Temperatura máxima, mínima, probabilidades de lluvia y más. Si estás en Arequipa este miércoles, conocer el pronóstico del clima es esencial para prepararte frente a los posibles cambios en el tiempo y planificar tus actividades con anticipación.
Para esta jornada, se espera que la temperatura máxima en Arequipa alcance los 17 °C, mientras que la mínima descenderá a 8 °C, lo que anticipa un día templado y una noche fría, especialmente en zonas más elevadas o abiertas.
En cuanto a las precipitaciones, la probabilidad de lluvia durante el día será del 21%, lo que indica posibles lloviznas ligeras o intermitentes. Por la noche, la posibilidad disminuirá al 7%, reduciendo significativamente el riesgo de precipitaciones.
El cielo se mantendrá mayormente cubierto: la nubosidad llegará al 97% durante el día y bajará al 72% en la noche, lo que sugiere una atmósfera gris y húmeda en gran parte del miércoles.
Las ráfagas de viento alcanzarán los 30 km/h en el día, lo que podría aumentar la sensación de frío, sobre todo en espacios abiertos. Por la noche, el viento disminuirá a 17 km/h, aportando algo más de calma térmica.
Aunque el día estará nublado, cuidado con el sol: se prevé que el índice de radiación ultravioleta (UV) llegue a un nivel de 3, considerado moderado. Se recomienda uso de bloqueador solar, especialmente si se va a estar al aire libre en zonas con altitud elevada.
Una docena de climas son los que se reportan en el departamento de Arequipa, donde el estado del tiempo se caracteriza por ser árido y templado, con nula humedad a lo largo del año.
Este clima árido se percibe en la ciudad de Arequipa, que se ubica a más de dos mil metros sobre el nivel del mar, con temperaturas máximas no mayores a los 25 grados y mínimas que rondan los 10 grados, así como escasas lluvias, siendo febrero el mes más lluvioso.
Ubicado al sur de Perú, el clima árido en este departamento se hace presente en el suroeste del departamento que está a un lado de la costa del Océano Pacífico, mientras que en la zona noreste el clima es más diverso.
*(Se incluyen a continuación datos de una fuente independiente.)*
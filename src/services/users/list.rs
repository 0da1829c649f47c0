use actix_web::{HttpRequest, HttpResponse, Result as ActixResult};

use super::UserService;
use crate::errors::FacultyEvalError;
use crate::middlewares::RequireJWT;
use crate::models::{
    ApiResponse, ErrorCode,
    scope::{Caller, Scope, resolve_scope},
    users::{entities::UserRole, requests::UserListQuery},
};

pub async fn list_users(
    service: &UserService,
    query: crate::models::users::requests::UserListParams,
    request: &HttpRequest,
) -> ActixResult<HttpResponse> {
    let storage = service.get_storage(request);

    let current_user = match RequireJWT::extract_user_claims(request) {
        Some(user) => user,
        None => {
            return Ok(HttpResponse::Unauthorized()
                .json(ApiResponse::error_empty(ErrorCode::Unauthorized, "未登录")));
        }
    };

    // 可见范围统一由角色解析，head 的 department 参数不起作用
    let caller = Caller::from_user(&current_user);
    let scope = resolve_scope(&caller, query.department.as_deref());

    // 管理员指定的科室必须存在
    if current_user.role == UserRole::Admin
        && let Scope::Department(ref department) = scope
    {
        match storage.department_exists(department).await {
            Ok(true) => {}
            Ok(false) => {
                return Ok(crate::services::storage_error_response(
                    &FacultyEvalError::unknown_department(format!("科室不存在: {department}")),
                ));
            }
            Err(e) => return Ok(crate::services::storage_error_response(&e)),
        }
    }

    let list_query = UserListQuery {
        page: Some(query.pagination.page),
        size: Some(query.pagination.size),
        role: query.role,
        search: query.search,
    };

    match storage.list_users_with_pagination(&scope, list_query).await {
        Ok(response) => Ok(HttpResponse::Ok().json(ApiResponse::success(response, "查询成功"))),
        Err(e) => Ok(crate::services::storage_error_response(&e)),
    }
}
//! KPI 报表模型
//!
//! KpiCounts 是存储层在一个一致快照内取出的原始计数/合计；
//! KpiReport 的百分比推导是纯函数，分母为零时返回 EmptyCohort。

use serde::Serialize;

use crate::errors::{FacultyEvalError, Result};

// 原始统计量（存储层一次事务内取得）
#[derive(Debug, Clone, Default, Serialize)]
pub struct KpiCounts {
    /// 教学负荷记录总数
    pub total_academic_records: i64,
    /// 有至少一条活动记录的教师数（去重）
    pub active_contributors: i64,
    /// 范围内非管理员用户数，所有百分比的分母
    pub denominator_users: i64,
    /// 大学服务记录总数
    pub university_service_count: i64,
    /// research + conference 标签的科研产出数
    pub conference_research_count: i64,
    /// research + journal 标签的科研产出数
    pub journal_research_count: i64,
    /// 有至少一条会议参与记录的教师数（去重）
    pub conference_participants: i64,
    /// 教学评估打分合计
    pub evaluation_aspects_total: i64,
    /// 大学评估打分合计
    pub university_evaluation_total: i64,
}

// KPI 报表
#[derive(Debug, Clone, Serialize)]
pub struct KpiReport {
    pub department: String,
    pub year: i32,

    #[serde(flatten)]
    pub counts: KpiCounts,

    pub active_contributor_percent: f64,
    pub conference_research_percent: f64,
    pub journal_research_percent: f64,
    pub conference_participant_percent: f64,
    pub evaluation_aspects_average: f64,
    pub university_evaluation_average: f64,
}

impl KpiReport {
    /// 由原始统计量推导百分比
    ///
    /// 分母（范围内非管理员用户数）为零时返回 EmptyCohort，
    /// 而不是让除零在运行时爆掉。
    pub fn from_counts(department: String, year: i32, counts: KpiCounts) -> Result<Self> {
        if counts.denominator_users == 0 {
            return Err(FacultyEvalError::empty_cohort(format!(
                "科室 {department} 在 {year} 年没有可统计的用户"
            )));
        }

        let users = counts.denominator_users as f64;
        let percent = |count: i64| (count as f64 / users) * 100.0;
        let average = |total: i64| total as f64 / users;

        Ok(Self {
            department,
            year,
            active_contributor_percent: percent(counts.active_contributors),
            conference_research_percent: percent(counts.conference_research_count),
            journal_research_percent: percent(counts.journal_research_count),
            conference_participant_percent: percent(counts.conference_participants),
            evaluation_aspects_average: average(counts.evaluation_aspects_total),
            university_evaluation_average: average(counts.university_evaluation_total),
            counts,
        })
    }
}

#[cfg(test)]
mod tests {
    use super::*;

    #[test]
    fn test_empty_cohort_rejected() {
        let counts = KpiCounts::default();
        let err = KpiReport::from_counts("Radiology".into(), 2026, counts).unwrap_err();
        assert_eq!(err.code(), "E010");
    }

    #[test]
    fn test_single_user_department() {
        // 单人科室：一份被打了 40 分的教学评估，平均值应为 40/1
        let counts = KpiCounts {
            denominator_users: 1,
            active_contributors: 1,
            evaluation_aspects_total: 40,
            ..Default::default()
        };
        let report = KpiReport::from_counts("Cardiology".into(), 2026, counts).unwrap();
        assert_eq!(report.evaluation_aspects_average, 40.0);
        assert_eq!(report.active_contributor_percent, 100.0);
        assert_eq!(report.university_evaluation_average, 0.0);
    }

    #[test]
    fn test_percentages() {
        let counts = KpiCounts {
            denominator_users: 8,
            active_contributors: 2,
            conference_research_count: 4,
            journal_research_count: 6,
            conference_participants: 8,
            evaluation_aspects_total: 80,
            university_evaluation_total: 24,
            total_academic_records: 30,
            university_service_count: 5,
        };
        let report = KpiReport::from_counts("All".into(), 2026, counts).unwrap();
        assert_eq!(report.active_contributor_percent, 25.0);
        assert_eq!(report.conference_research_percent, 50.0);
        assert_eq!(report.journal_research_percent, 75.0);
        assert_eq!(report.conference_participant_percent, 100.0);
        assert_eq!(report.evaluation_aspects_average, 10.0);
        assert_eq!(report.university_evaluation_average, 3.0);
        assert_eq!(report.counts.total_academic_records, 30);
    }
}
use serde::Deserialize;

// 用户登录请求（来自HTTP请求）
#[derive(Debug, Deserialize)]
pub struct LoginRequest {
    /// 用户名
    pub username: String,
    /// 密码
    pub password: String,
    /// 是否记住我
    #[serde(default)]
    pub remember_me: bool,
}

// 用户注册请求，角色固定为普通教师
#[derive(Debug, Deserialize)]
pub struct RegisterRequest {
    pub username: String,
    pub password: String,
    pub full_name: String,
    pub department: String,
}

// 个人资料更新请求（不允许修改角色和所属科室）
#[derive(Debug, Deserialize)]
pub struct UpdateProfileRequest {
    pub password: Option<String>,
    pub full_name: Option<String>,
}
En las zonas noroestes con un altitud mayor a los dos mil 500 metros sobre el nivel del mar, el clima pasa de semiárido a semiseco, de templado a frío y con humedad deficiente en invierno y primavera.
Después de los cuatro mil metros sobre el nivel del mar, el clima es semiseco, semifrígido y con invierno seco. Mientras que en las zonas de los volcanes, con alturas superiores a los cinco mil metros, el estado del tiempo es lluvioso, semifrígido y con un invierno seco, mientras que en las partes más altas se siente un clima glaciar.
El clima templado seco de Arequipa: cielo despejado, baja humedad y cambios térmicos marcados
La ciudad de Arequipa, ubicada a más de 2,300 metros sobre el nivel del mar y rodeada por volcanes como el Misti, se caracteriza por tener un clima templado seco, uno de los más estables del sur peruano. Esta condición climática se traduce en baja humedad, escasa precipitación y cielos despejados o parcialmente nublados la mayor parte del año.
Durante el día, Arequipa suele registrar temperaturas agradables entre los 17 °C y 22 °C, mientras que en la noche, debido a la altitud y la radiación nocturna, los valores pueden descender bruscamente, alcanzando entre 5 °C y 10 °C. Este contraste térmico entre el día y la noche es una característica común del clima en zonas altoandinas y semiáridas.
La baja probabilidad de lluvias convierte a Arequipa en una ciudad ideal para la actividad turística, la movilidad urbana y la construcción, aunque también plantea desafíos hídricos, ya que depende en gran parte de las reservas naturales y glaciares para su abastecimiento de agua.
Otro factor importante es la radiación solar elevada, especialmente en días despejados. Aunque el cielo se muestre cubierto, la altitud hace que la exposición a los rayos ultravioleta sea considerable, lo que obliga al uso frecuente de protección solar, gafas oscuras y sombreros de ala ancha, incluso durante el invierno.
Este clima templado seco influye directamente en el estilo de vida de los arequipeños, en sus hábitos de vestimenta, consumo de agua y planificación agrícola. Además, el cambio climático comienza a alterar ligeramente los patrones estacionales, con lluvias fuera de época o periodos más extensos de calor, lo que requiere atención y adaptación constante.